First Marine spec ops teams deploy

By Christian Lowe
Staff writer

CAMP LEJEUNE, N.C. — In the first deployment of special operations forces in the service’s history, the Marine Corps sent three teams in early August on missions to help train foreign military forces in Africa and South America.

The 11-man Foreign Military Training Unit teams were sent to two African countries — one in the U.S. Central Command region, one in the U.S. European Command region — and one to South America, though officials with Marine Corps Forces Special Operations Command based here declined to be more specific.

The teams will work for about four to six weeks with the foreign forces, training them in focused “light infantry tactics,” the unit’s commander said.

“This is uncharted territory for the Marine Corps in the recent past,” said Col. Mike Peznola, commander of the Foreign Military Training Unit, in an Aug. 22 interview at his headquarters here. “This is a new business. … It’s very exciting.”

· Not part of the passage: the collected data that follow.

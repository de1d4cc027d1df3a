//! emotion-relay server entry point.
//!
//! Starts the Axum HTTP server with the health and WebSocket endpoints.

use std::sync::Arc;

use tracing_subscriber::EnvFilter;

use emotion_relay::app_state::AppState;
use emotion_relay::config::{LogFormat, RelayConfig};
use emotion_relay::detection::EmotionDetector;
use emotion_relay::server;
use emotion_relay::service::FrameProcessor;

#[tokio::main]
async fn main() -> Result<(), Box<dyn std::error::Error>> {
    // Load configuration
    let config = RelayConfig::from_env()?;

    // Initialize tracing
    let filter = EnvFilter::try_from_default_env().unwrap_or_else(|_| EnvFilter::new("info"));
    match config.log_format {
        LogFormat::Json => tracing_subscriber::fmt()
            .json()
            .with_env_filter(filter)
            .init(),
        LogFormat::Text => tracing_subscriber::fmt().with_env_filter(filter).init(),
    }
    tracing::info!(addr = %config.listen_addr, "starting emotion-relay");

    // Build the shared detector once; every session reuses it
    let detector = load_detector(&config)?;
    let processor = FrameProcessor::new(detector).with_error_detail(config.expose_error_detail);

    let app_state = AppState {
        processor,
        max_message_bytes: config.max_message_bytes,
    };
    let app = server::build_app(app_state);

    // Start server
    let listener = tokio::net::TcpListener::bind(config.listen_addr).await?;
    tracing::info!(addr = %config.listen_addr, "server listening");

    server::serve(listener, app).await?;

    Ok(())
}

#[cfg(feature = "onnx")]
fn load_detector(
    config: &RelayConfig,
) -> Result<Arc<dyn EmotionDetector>, Box<dyn std::error::Error>> {
    let detector = emotion_relay::detection::OnnxEmotionDetector::new(
        &config.face_model_path,
        &config.emotion_model_path,
        config.face_confidence,
    )?;
    Ok(Arc::new(detector))
}

#[cfg(not(feature = "onnx"))]
fn load_detector(
    _config: &RelayConfig,
) -> Result<Arc<dyn EmotionDetector>, Box<dyn std::error::Error>> {
    Err("no emotion detector available: rebuild with `--features onnx`".into())
}
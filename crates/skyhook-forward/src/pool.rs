//! Process-wide pool of pump buffers
//!
//! Every copy direction of every public connection borrows one buffer and
//! returns it when the pump finishes, so steady-state forwarding allocates
//! nothing.

use std::ops::{Deref, DerefMut};
use std::sync::Arc;

use parking_lot::Mutex;

pub const MIN_BUFFER_SIZE: usize = 4096;
pub const MAX_BUFFER_SIZE: usize = 1024 * 1024;
pub const DEFAULT_BUFFER_SIZE: usize = 32 * 1024;

/// Pool of equally sized byte buffers.
pub struct BufferPool {
    size: usize,
    free: Mutex<Vec<Vec<u8>>>,
}

impl BufferPool {
    /// Build a pool with the given buffer size. Sizes outside
    /// [`MIN_BUFFER_SIZE`, `MAX_BUFFER_SIZE`] fall back to
    /// [`DEFAULT_BUFFER_SIZE`].
    pub fn new(size: usize) -> Arc<Self> {
        let size = if (MIN_BUFFER_SIZE..=MAX_BUFFER_SIZE).contains(&size) {
            size
        } else {
            DEFAULT_BUFFER_SIZE
        };
        Arc::new(Self {
            size,
            free: Mutex::new(Vec::new()),
        })
    }

    pub fn buffer_size(&self) -> usize {
        self.size
    }

    /// Borrow a buffer; allocates when the pool is empty.
    pub fn take(self: &Arc<Self>) -> PooledBuffer {
        let buf = self
            .free
            .lock()
            .pop()
            .unwrap_or_else(|| vec![0u8; self.size]);
        PooledBuffer {
            buf: Some(buf),
            pool: Arc::clone(self),
        }
    }

    fn put_back(&self, buf: Vec<u8>) {
        self.free.lock().push(buf);
    }

    #[cfg(test)]
    fn idle(&self) -> usize {
        self.free.lock().len()
    }
}

/// A buffer on loan from a [`BufferPool`]; returns itself on drop.
pub struct PooledBuffer {
    buf: Option<Vec<u8>>,
    pool: Arc<BufferPool>,
}

impl Deref for PooledBuffer {
    type Target = [u8];

    fn deref(&self) -> &Self::Target {
        self.buf.as_deref().unwrap_or(&[])
    }
}

impl DerefMut for PooledBuffer {
    fn deref_mut(&mut self) -> &mut Self::Target {
        match self.buf.as_deref_mut() {
            Some(buf) => buf,
            None => &mut [],
        }
    }
}

impl Drop for PooledBuffer {
    fn drop(&mut self) {
        if let Some(buf) = self.buf.take() {
            self.pool.put_back(buf);
        }
    }
}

The Corps formally activated its special operations forces in February after years of holding the community at arm’s length. In November 2001, then-commandant Gen. James Jones took the first step in joining the spec ops world, signing an agreement with U.S. Special Operations Command that brought the two communities closer than ever before.

With the war on terrorism in full swing and the need for special ops troops increasing worldwide, the Corps finally agreed last year to contribute about 2,500 leathernecks, including the 24 FMTU teams, 10 direct-action companies that will deploy with Marine Expeditionary Units and specialized support troops.

The first Marine Special Operations Company of direct-action troops will deploy with the 26th Marine Expeditionary Unit in January.

Peznola said the three teams that deployed in August will be the only ones tabbed for missions this fiscal year, which ends in September, while 22 more are scheduled to deploy world-wide in 2007.

“This is all part of the engagement strategy in the global war on terrorism,” Peznola said. “We’re out there helping these nations fight the global fight against terrorism — giving them the skills to carry the fight if needed.”